use std::{io::Write, process::ExitCode};

use anyhow::Context;
use clap::Parser;
use log::debug;
use power_dispatch::{
    powercap::{self, PowerZone},
    select_backend, status_of, ArchitectureDispatch, DispatchError, Output, Platform, SocketSelector, Topology,
};
use serde_json::{json, Map, Value};

use cli::{Cli, Commands};

mod cli;

fn main() -> ExitCode {
    // initialize logger
    let env = env_logger::Env::default().default_filter_or("warn");
    env_logger::init_from_env(env);

    // parse CLI arguments
    let cli = Cli::parse();

    match run(cli) {
        Ok(0) => ExitCode::SUCCESS,
        Ok(status) => exit_code(status),
        Err(e) => {
            eprintln!("Error: {e:#}");
            ExitCode::from(1)
        }
    }
}

/// Maps a non-zero dispatch status to a process exit code (never 0).
fn exit_code(status: i32) -> ExitCode {
    match (status.unsigned_abs() % 256) as u8 {
        0 => ExitCode::from(1),
        code => ExitCode::from(code),
    }
}

fn run(cli: Cli) -> anyhow::Result<i32> {
    let platform = Platform::detect()?;
    let topology = Topology::discover().context("cannot discover the sockets")?;
    let backend = select_backend(cli.backend, platform)?;
    let dispatch = ArchitectureDispatch::new(topology, backend);
    let selector = SocketSelector::from(cli.socket);
    debug!("{selector:?} on {platform} with the {} backend", dispatch.backend().name());

    let mut stdout = std::io::stdout().lock();
    let mut record = Map::new();
    let result = {
        let mut out = if cli.json {
            Output::json(&mut record)
        } else {
            Output::console(&mut stdout, cli.verbose)
        };
        debug!("output mode: {:?}", out.mode());
        match cli.command {
            Commands::Info => {
                print_info(&dispatch, platform, &mut out)?;
                Ok(())
            }
            Commands::Power => dispatch.power(selector, &mut out),
            Commands::Thermals => dispatch.thermals(selector, &mut out),
            Commands::Clocks => dispatch.clocks(selector, &mut out),
            Commands::Frequency => dispatch.frequency(selector, &mut out),
            Commands::Hyperthreading => dispatch.hyperthreading(selector, &mut out),
            Commands::CapFrequency { mhz } => dispatch.cap_frequency(selector, mhz),
            Commands::EnableTurbo => dispatch.enable_turbo(selector),
        }
    };

    if cli.json && !record.is_empty() {
        let json = serde_json::to_string_pretty(&Value::Object(record))?;
        writeln!(stdout, "{json}")?;
    }
    report(&result);
    Ok(status_of(&result))
}

fn report(result: &Result<(), DispatchError>) {
    if let Err(e) = result {
        eprintln!("Error: {e} (status {})", e.status());
    }
}

/// Lists the platform, the backend, the sockets and the powercap zones,
/// as text or into the JSON record.
fn print_info(dispatch: &ArchitectureDispatch, platform: Platform, out: &mut Output) -> anyhow::Result<()> {
    let topology = dispatch.topology();
    let zones = powercap::all_power_zones()?;
    match out {
        Output::Json(record) => {
            record.insert("platform".into(), Value::from(platform.to_string()));
            record.insert("backend".into(), Value::from(dispatch.backend().name()));
            let mut sockets = Map::new();
            for socket in topology.sockets() {
                let socket_zones: Vec<Value> = zones.of_package(socket.package_id).into_iter().map(zone_json).collect();
                sockets.insert(
                    format!("Socket_{}", socket.id),
                    json!({
                        "package_id": socket.package_id,
                        "cpus": socket.cpus,
                        "zones": socket_zones,
                    }),
                );
            }
            record.insert("sockets".into(), Value::Object(sockets));
            let node_zones: Vec<Value> = zones.iter().filter(|z| z.package_id.is_none()).map(zone_json).collect();
            record.insert("node_zones".into(), Value::from(node_zones));
        }
        Output::Console { writer, .. } => {
            writeln!(writer, "Platform: {platform}")?;
            writeln!(writer, "Backend: {}", dispatch.backend().name())?;
            writeln!(writer, "Sockets: {}", topology.socket_count())?;
            for socket in topology.sockets() {
                let cpus: Vec<String> = socket.cpus.iter().map(|c| c.to_string()).collect();
                writeln!(writer, "- socket {} (package {}): cpus {}", socket.id, socket.package_id, cpus.join(","))?;
            }
            if zones.is_empty() {
                writeln!(writer, "No powercap zone found.")?;
            } else {
                writeln!(writer, "Powercap zones:")?;
                for zone in zones.iter() {
                    writeln!(writer, "- {} ({:?}): {}", zone.name, zone.domain, zone.path.display())?;
                }
            }
        }
    }
    Ok(())
}

fn zone_json(zone: &PowerZone) -> Value {
    json!({
        "name": zone.name,
        "domain": zone.domain.short_name(),
        "path": zone.path.display().to_string(),
        "power_limit_watts": zone.power_limit_watts(),
    })
}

++++++++++++++++++++

What you will do:
Without leaving anything out, quote all the data.

Exercise result:
use std::{io::Write, process::ExitCode};

use anyhow::Context;
use clap::Parser;
use log::debug;
use power_dispatch::{
    powercap::{self, PowerZone},
    select_backend, status_of, ArchitectureDispatch, DispatchError, Output, Platform, SocketSelector, Topology,
};
use serde_json::{json, Map, Value};

use cli::{Cli, Commands};

mod cli;

fn main() -> ExitCode {
    // initialize logger
    let env = env_logger::Env::default().default_filter_or("warn");
    env_logger::init_from_env(env);

    // parse CLI arguments
    let cli = Cli::parse();

    match run(cli) {
        Ok(0) => ExitCode::SUCCESS,
        Ok(status) => exit_code(status),
        Err(e) => {
            eprintln!("Error: {e:#}");
            ExitCode::from(1)
        }
    }
}

/// Maps a non-zero dispatch status to a process exit code (never 0).
fn exit_code(status: i32) -> ExitCode {
    match (status.unsigned_abs() % 256) as u8 {
        0 => ExitCode::from(1),
        code => ExitCode::from(code),
    }
}

fn run(cli: Cli) -> anyhow::Result<i32> {
    let platform = Platform::detect()?;
    let topology = Topology::discover().context("cannot discover the sockets")?;
    let backend = select_backend(cli.backend, platform)?;
    let dispatch = ArchitectureDispatch::new(topology, backend);
    let selector = SocketSelector::from(cli.socket);
    debug!("{selector:?} on {platform} with the {} backend", dispatch.backend().name());

    let mut stdout = std::io::stdout().lock();
    let mut record = Map::new();
    let result = {
        let mut out = if cli.json {
            Output::json(&mut record)
        } else {
            Output::console(&mut stdout, cli.verbose)
        };
        debug!("output mode: {:?}", out.mode());
        match cli.command {
            Commands::Info => {
                print_info(&dispatch, platform, &mut out)?;
                Ok(())
            }
            Commands::Power => dispatch.power(selector, &mut out),
            Commands::Thermals => dispatch.thermals(selector, &mut out),
            Commands::Clocks => dispatch.clocks(selector, &mut out),
            Commands::Frequency => dispatch.frequency(selector, &mut out),
            Commands::Hyperthreading => dispatch.hyperthreading(selector, &mut out),
            Commands::CapFrequency { mhz } => dispatch.cap_frequency(selector, mhz),
            Commands::EnableTurbo => dispatch.enable_turbo(selector),
        }
    };

    if cli.json && !record.is_empty() {
        let json = serde_json::to_string_pretty(&Value::Object(record))?;
        writeln!(stdout, "{json}")?;
    }
    report(&result);
    Ok(status_of(&result))
}

fn report(result: &Result<(), DispatchError>) {
    if let Err(e) = result {
        eprintln!("Error: {e} (status {})", e.status());
    }
}

/// Lists the platform, the backend, the sockets and the powercap zones,
/// as text or into the JSON record.
fn print_info(dispatch: &ArchitectureDispatch, platform: Platform, out: &mut Output) -> anyhow::Result<()> {
    let topology = dispatch.topology();
    let zones = powercap::all_power_zones()?;
    match out {
        Output::Json(record) => {
            record.insert("platform".into(), Value::from(platform.to_string()));
            record.insert("backend".into(), Value::from(dispatch.backend().name()));
            let mut sockets = Map::new();
            for socket in topology.sockets() {
                let socket_zones: Vec<Value> = zones.of_package(socket.package_id).into_iter().map(zone_json).collect();
                sockets.insert(
                    format!("Socket_{}", socket.id),
                    json!({
                        "package_id": socket.package_id,
                        "cpus": socket.cpus,
                        "zones": socket_zones,
                    }),
                );
            }
            record.insert("sockets".into(), Value::Object(sockets));
            let node_zones: Vec<Value> = zones.iter().filter(|z| z.package_id.is_none()).map(zone_json).collect();
            record.insert("node_zones".into(), Value::from(node_zones));
        }
        Output::Console { writer, .. } => {
            writeln!(writer, "Platform: {platform}")?;
            writeln!(writer, "Backend: {}", dispatch.backend().name())?;
            writeln!(writer, "Sockets: {}", topology.socket_count())?;
            for socket in topology.sockets() {
                let cpus: Vec<String> = socket.cpus.iter().map(|c| c.to_string()).collect();
                writeln!(writer, "- socket {} (package {}): cpus {}", socket.id, socket.package_id, cpus.join(","))?;
            }
            if zones.is_empty() {
                writeln!(writer, "No powercap zone found.")?;
            } else {
                writeln!(writer, "Powercap zones:")?;
                for zone in zones.iter() {
                    writeln!(writer, "- {} ({:?}): {}", zone.name, zone.domain, zone.path.display())?;
                }
            }
        }
    }
    Ok(())
}

fn zone_json(zone: &PowerZone) -> Value {
    json!({
        "name": zone.name,
        "domain": zone.domain.short_name(),
        "path": zone.path.display().to_string(),
        "power_limit_watts": zone.power_limit_watts(),
    })
}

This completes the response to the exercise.